Relevansi pendapat Machiavelli dengan zaman sekarang sangat terlihat jelas. Bisa dibayangkan, para politisi dengan politik identitas agamanya, 
baliho yang menunjukkan foto mereka yang sedang melakukan tindakan humanis, video di berbagai media yang menunjukkan sidak menyidak pada jajaran staf yang tidak becus melayani masyarakat, serta berbagai pencitraan lainnya.

Sebagai konsumen atas segala hal di atas, tentunya kita tidak dapat membaca isi hati dari apa yang mereka tunjukkan. Tuluskah atau tidak itu urusan mereka. Bagi anda para masyarakat yang cukup mengerti mekanisme pencitraan, seharusnya dapat menjadi lebih skeptis akan hal ini, lalu kemudian tidak lantas percaya begitu saja. Namun bagi anda penguasa yang sedang melakukan mekanisme ini, harus lebih belajar lagi, bagaimana cara mengamalkan nasihat Machiavelli mengenai pencitraan ini. Sebab, masyarakat semakin ke depan tentunya akan semakin skeptis akan mekanisme pencitraan model lama yang telah basi dan tecium baunya. Dibutuhkan kontekstualisasi akan teori “Citra Baik Dalam Muslihat”.

Penutup


Kebaikan antar pihak tidaklah sama. Barangkali anda sebagai masyarakat merasa selama ini telah dibohongi dengan cara-cara Mechavelli. Namun Apabila kacamata kemudian dibalik menjadi sudut pandang para penguasa,  bukankah hal ini akan menjadi suatu kebaikan di kalangan mereka?. Akan menjadi lebih jelas kiranya apabila berpatokan pada salah satu pengertian politik yang memuat narasi “jalan menuju kekuasaan”. Tidak perlu merasa disakiti, mungkin jika anda di posisi penguasa juga akan melakukan hal demikian.
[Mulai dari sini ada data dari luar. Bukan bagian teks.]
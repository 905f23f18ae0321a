//! Vest user stream
//!
//! Each session obtains a fresh listen key, connects with it and subscribes
//! to `account_private`. A renewal task extends the key every 45 minutes;
//! when renewal fails the session is torn down and a new key is fetched.

use std::time::Duration;

use async_trait::async_trait;
use serde_json::Value;
use tokio::sync::mpsc;
use tokio_util::sync::CancellationToken;

use crate::adapters::errors::ExchangeResult;
use crate::adapters::shared::{connect_split, retry_with_backoff, ReconnectConfig};
use crate::adapters::traits::UserStreamDataSource;
use crate::adapters::types::{ConnectionHealth, ConnectionState};

use super::constants;
use super::rest::VestRest;
use super::stream::{run_session, SessionEnd, RECONNECT_PAUSE};
use super::web_utils;

pub struct VestUserStreamDataSource {
    rest: VestRest,
    health: ConnectionHealth,
    reconnect: ReconnectConfig,
    renew_interval: Duration,
}

impl VestUserStreamDataSource {
    pub fn new(rest: VestRest) -> Self {
        Self {
            rest,
            health: ConnectionHealth::new(),
            reconnect: ReconnectConfig::default(),
            renew_interval: constants::LISTEN_KEY_RENEW_INTERVAL,
        }
    }

    pub fn health(&self) -> &ConnectionHealth {
        &self.health
    }

    pub fn private_url(&self, listen_key: &str) -> String {
        let config = self.rest.config();
        format!(
            "{}&listenKey={}",
            web_utils::ws_url_with_query(&config.ws_url, config.account_group),
            listen_key
        )
    }
}

pub fn is_account_event(event: &Value) -> bool {
    event.get("channel").and_then(Value::as_str) == Some(constants::WS_ACCOUNT_PRIVATE_CHANNEL)
}

/// Extend the listen key every `interval` until `session` ends
///
/// A failed renewal cancels `session` so the caller reconnects with a new key.
pub async fn renew_listen_key(rest: VestRest, interval: Duration, session: CancellationToken) {
    let mut ticker = tokio::time::interval(interval);
    // first tick fires immediately; the key was just created
    ticker.tick().await;

    loop {
        tokio::select! {
            _ = session.cancelled() => break,
            _ = ticker.tick() => {}
        }
        if let Err(e) = rest.renew_listen_key().await {
            tracing::error!(exchange = "vest", error = %e, "Listen key renewal failed, restarting user stream");
            session.cancel();
            break;
        }
    }
    tracing::debug!(exchange = "vest", "Listen key renewal task ended");
}

#[async_trait]
impl UserStreamDataSource for VestUserStreamDataSource {
    async fn listen_for_user_stream(
        &self,
        output: mpsc::UnboundedSender<Value>,
        cancel: CancellationToken,
    ) -> ExchangeResult<()> {
        let channels = vec![constants::WS_ACCOUNT_PRIVATE_CHANNEL.to_string()];
        let this = self;

        while !cancel.is_cancelled() {
            self.health.set_state(ConnectionState::Reconnecting).await;

            let connected = tokio::select! {
                _ = cancel.cancelled() => break,
                r = retry_with_backoff(&self.reconnect, "vest user stream", || async move {
                    let listen_key = this.rest.listen_key().await?;
                    connect_split(&this.private_url(&listen_key)).await
                }) => r,
            };

            match connected {
                Ok((writer, reader)) => {
                    tracing::info!(exchange = "vest", stream = "user", "Connected");
                    let session = cancel.child_token();
                    let renewal = tokio::spawn(renew_listen_key(
                        self.rest.clone(),
                        self.renew_interval,
                        session.clone(),
                    ));

                    let end = run_session(writer, reader, &channels, &self.health, &session, |event| {
                        if is_account_event(&event) && output.send(event).is_err() {
                            tracing::debug!(exchange = "vest", "User event consumer dropped");
                        }
                    })
                    .await;

                    session.cancel();
                    if let Err(e) = renewal.await {
                        tracing::warn!(exchange = "vest", error = %e, "Listen key renewal task aborted");
                    }

                    match end {
                        SessionEnd::Cancelled if cancel.is_cancelled() => break,
                        SessionEnd::Cancelled => {
                            tracing::warn!(exchange = "vest", "User stream session ended by listen key renewal")
                        }
                        SessionEnd::Dropped(e) => {
                            tracing::warn!(exchange = "vest", error = %e, "User stream dropped, reconnecting")
                        }
                    }
                }
                Err(e) => tracing::error!(exchange = "vest", error = %e, "Unable to open user stream"),
            }

            self.health.set_state(ConnectionState::Disconnected).await;
            tokio::select! {
                _ = cancel.cancelled() => break,
                _ = tokio::time::sleep(RECONNECT_PAUSE) => {}
            }
        }

        self.health.set_state(ConnectionState::Disconnected).await;
        tracing::info!(exchange = "vest", stream = "user", "Listener stopped");
        Ok(())
    }
}
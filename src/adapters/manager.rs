//! Connector manager: runs every configured connector
//!
//! One Tokio task per connector. Each task starts the network, spawns the
//! order book and user streams, then logs market data and feeds raw user
//! events through the connector until the shared token is cancelled.

use std::collections::HashMap;
use std::sync::Arc;

use tokio::sync::mpsc;
use tokio::task::JoinHandle;
use tokio_util::sync::CancellationToken;
use tracing::{debug, error, info, warn};

use crate::adapters::factory::{create_connector, AnyConnector};
use crate::adapters::shared::{market_data_channels, MarketDataReceivers};
use crate::adapters::traits::{OrderBookDataSource, PerpetualConnector, UserStreamDataSource};
use crate::adapters::types::ConnectorEvent;
use crate::config::{AppConfig, ConnectorConfig};

pub struct ConnectorManager {
    connectors: Vec<ConnectorConfig>,
    cancel: CancellationToken,
}

impl ConnectorManager {
    pub fn new(config: &AppConfig, cancel: CancellationToken) -> Self {
        Self {
            connectors: config.connectors.clone(),
            cancel,
        }
    }

    /// Launch every connector; returns connector id -> task handle
    pub fn start_all(&self) -> HashMap<String, JoinHandle<()>> {
        let mut handles = HashMap::new();

        for connector in &self.connectors {
            let cfg = connector.clone();
            let cancel = self.cancel.clone();
            let handle = tokio::spawn(async move {
                Self::run_connector(cfg, cancel).await;
            });
            handles.insert(connector.id.clone(), handle);
        }

        info!(
            connectors = ?self.connectors.iter().map(|c| c.id.as_str()).collect::<Vec<_>>(),
            "All connectors launched"
        );
        handles
    }

    async fn run_connector(cfg: ConnectorConfig, cancel: CancellationToken) {
        let id = cfg.id.clone();
        info!(connector = %id, venue = %cfg.venue, "Starting connector");

        let mut connector = match create_connector(&cfg) {
            Ok(c) => c,
            Err(e) => {
                error!(connector = %id, error = %e, "Failed to create connector");
                return;
            }
        };

        let started = tokio::select! {
            _ = cancel.cancelled() => return,
            r = connector.start_network() => r,
        };
        if let Err(e) = started {
            error!(connector = %id, error = %e, "Failed to start network");
            return;
        }
        info!(
            connector = %id,
            rules = connector.trading_rules().len(),
            balances = connector.balances().len(),
            "Network started"
        );

        let (order_book, user_stream) = connector.data_sources();
        let mut streams = Vec::new();

        let (queues, receivers) = market_data_channels();
        if cfg.order_book {
            streams.push(spawn_order_book(&id, order_book, queues, cancel.clone()));
        } else {
            drop(queues);
        }

        let (user_tx, user_rx) = mpsc::unbounded_channel();
        if cfg.user_stream {
            streams.push(spawn_user_stream(&id, user_stream, user_tx, cancel.clone()));
        } else {
            drop(user_tx);
        }

        consume(&id, &mut connector, receivers, user_rx, &cancel).await;

        for stream in streams {
            if let Err(e) = stream.await {
                warn!(connector = %id, error = %e, "Stream task aborted");
            }
        }
        info!(connector = %id, "Connector stopped");
    }
}

fn spawn_order_book(
    id: &str,
    source: Arc<dyn OrderBookDataSource>,
    queues: crate::adapters::shared::MarketDataQueues,
    cancel: CancellationToken,
) -> JoinHandle<()> {
    let id = id.to_string();
    tokio::spawn(async move {
        if let Err(e) = source.listen_for_subscriptions(queues, cancel).await {
            error!(connector = %id, error = %e, "Order book stream failed");
        }
    })
}

fn spawn_user_stream(
    id: &str,
    source: Arc<dyn UserStreamDataSource>,
    output: mpsc::UnboundedSender<serde_json::Value>,
    cancel: CancellationToken,
) -> JoinHandle<()> {
    let id = id.to_string();
    tokio::spawn(async move {
        if let Err(e) = source.listen_for_user_stream(output, cancel).await {
            error!(connector = %id, error = %e, "User stream failed");
        }
    })
}

/// Drain the queues until cancelled or every sender is gone
async fn consume(
    id: &str,
    connector: &mut AnyConnector,
    mut market: MarketDataReceivers,
    mut user: mpsc::UnboundedReceiver<serde_json::Value>,
    cancel: &CancellationToken,
) {
    loop {
        tokio::select! {
            _ = cancel.cancelled() => break,
            Some(msg) = market.snapshots.recv() => {
                info!(
                    connector = %id,
                    trading_pair = %msg.trading_pair,
                    best_bid = ?msg.best_bid(),
                    best_ask = ?msg.best_ask(),
                    "Order book snapshot"
                );
            }
            Some(msg) = market.diffs.recv() => {
                debug!(
                    connector = %id,
                    trading_pair = %msg.trading_pair,
                    update_id = msg.update_id,
                    bids = msg.bids.len(),
                    asks = msg.asks.len(),
                    "Order book diff"
                );
            }
            Some(msg) = market.trades.recv() => {
                if let Some(trade) = &msg.trade {
                    info!(
                        connector = %id,
                        trading_pair = %msg.trading_pair,
                        side = ?trade.trade_type,
                        price = %trade.price,
                        amount = %trade.amount,
                        "Public trade"
                    );
                }
            }
            Some(update) = market.funding.recv() => {
                info!(
                    connector = %id,
                    trading_pair = %update.trading_pair,
                    mark_price = ?update.mark_price,
                    rate = ?update.rate,
                    "Funding update"
                );
            }
            Some(event) = user.recv() => {
                handle_user_event(id, connector, &event).await;
            }
            else => break,
        }
    }
}

async fn handle_user_event(id: &str, connector: &mut AnyConnector, event: &serde_json::Value) {
    match connector.process_user_event(event).await {
        Ok(events) => {
            for event in events {
                match event {
                    ConnectorEvent::Order(update) => info!(
                        connector = %id,
                        order_id = %update.client_order_id,
                        state = ?update.new_state,
                        "Order update"
                    ),
                    ConnectorEvent::Trade(fill) => info!(
                        connector = %id,
                        order_id = %fill.client_order_id,
                        trade_id = %fill.trade_id,
                        price = %fill.fill_price,
                        amount = %fill.fill_base_amount,
                        "Fill"
                    ),
                    ConnectorEvent::AccountRefreshed => debug!(connector = %id, "Account refreshed"),
                }
            }
        }
        Err(e) => warn!(connector = %id, error = %e, event = %event, "Failed to process user event"),
    }
}
#[cfg(test)]
mod tests {
    use super::*;

    fn d(s: &str) -> Decimal {
        s.parse().unwrap()
    }

    #[test]
    fn test_order_state_is_done() {
        assert!(OrderState::Filled.is_done());
        assert!(OrderState::Canceled.is_done());
        assert!(OrderState::Failed.is_done());
        assert!(OrderState::Completed.is_done());
        assert!(!OrderState::Open.is_done());
        assert!(!OrderState::PartiallyFilled.is_done());
        assert!(!OrderState::PendingCreate.is_done());
    }

    #[test]
    fn test_split_trading_pair() {
        assert_eq!(split_trading_pair("BTC-USDT0"), ("BTC", "USDT0"));
        assert_eq!(split_trading_pair("BTCPERP"), ("BTCPERP", ""));
    }

    #[test]
    fn test_next_funding_hour() {
        assert_eq!(next_funding_hour(1_700_000_000.5), 1_700_002_800);
        assert_eq!(next_funding_hour(3600.0), 7200);
    }

    #[test]
    fn test_client_order_id_truncated() {
        let id = new_client_order_id("HBOT", 12);
        assert_eq!(id.len(), 12);
        assert!(id.starts_with("HBOT-"));
    }

    #[test]
    fn test_trade_fee_amount() {
        let fee = TradeFee::flat("USDC", d("0.1"));
        assert_eq!(fee.fee_amount_in("USDC", d("1000")), d("0.1"));

        let fee = TradeFee::from_percent(d("0.0002"), None);
        assert_eq!(fee.fee_amount_in("USDC", d("1000")), d("0.2"));
    }

    #[test]
    fn test_in_flight_order_assets() {
        let request = OrderRequest {
            client_order_id: "c1".into(),
            trading_pair: "ETH-USDT0".into(),
            amount: d("1.5"),
            trade_type: TradeType::Buy,
            order_type: OrderType::Limit,
            price: d("2000"),
            position_action: PositionAction::Open,
        };
        let order = InFlightOrder::from_request(&request, 1.0);
        assert_eq!(order.base_asset(), "ETH");
        assert_eq!(order.quote_asset(), "USDT0");
        assert_eq!(order.current_state, OrderState::PendingCreate);
    }

    #[test]
    fn test_book_message_best_prices() {
        let msg = OrderBookMessage::book(
            OrderBookMessageKind::Snapshot,
            "BTC-USDT0",
            1,
            1.0,
            vec![
                BookLevel { price: d("100"), amount: d("1") },
                BookLevel { price: d("101"), amount: d("1") },
            ],
            vec![BookLevel { price: d("102"), amount: d("2") }],
        );
        assert_eq!(msg.best_bid(), Some(d("101")));
        assert_eq!(msg.best_ask(), Some(d("102")));
    }

    #[test]
    fn test_connection_health_clone_shares_atomics() {
        let health = ConnectionHealth::new();
        let cloned = health.clone_refs();
        health.reader_alive.store(true, Ordering::Relaxed);
        assert!(cloned.reader_alive.load(Ordering::Relaxed));
        cloned.touch();
        assert!(health.last_data.load(Ordering::Relaxed) > 0);
    }

    #[tokio::test]
    async fn test_connection_state_transitions() {
        let health = ConnectionHealth::new();
        assert_eq!(*health.state.read().await, ConnectionState::Disconnected);
        health.set_state(ConnectionState::Connected).await;
        assert_eq!(*health.state.read().await, ConnectionState::Connected);
    }

    #[test]
    fn test_funding_payment_unavailable() {
        let p = FundingPayment::unavailable();
        assert_eq!(p.timestamp, 0.0);
        assert_eq!(p.funding_rate, Decimal::NEGATIVE_ONE);
        assert_eq!(p.payment, Decimal::NEGATIVE_ONE);
    }
}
Konotasi negatif kepada mereka yang menyebut diri mereka sebagai Machiavellian seharusnya diangkat. Apabila disinggungkan dengan realitas yang ada, bukannya memang para pemimpin cenderung demikian? Anggap saja Abul Abbas si penjagal, beberapa sikap yang ditunjukkannya cenderung sesuai dengan apa yang tertera dalam nasihat Machiavelli, meskipun Abul Abbas hidup jauh sebelum Machiavelli. Toh sampai saat nama Abul Abbas senantiasa dikenang sebagai Khalifah pertama bani Abbasiyah. Dalam kitab sejarah, namanya tidak dikonotasikan dengan negatif meskipun pada lembaran pengenalannya dalam buku sejarah akan menampilkan bagaimana kebengisan dari si penjagal ini.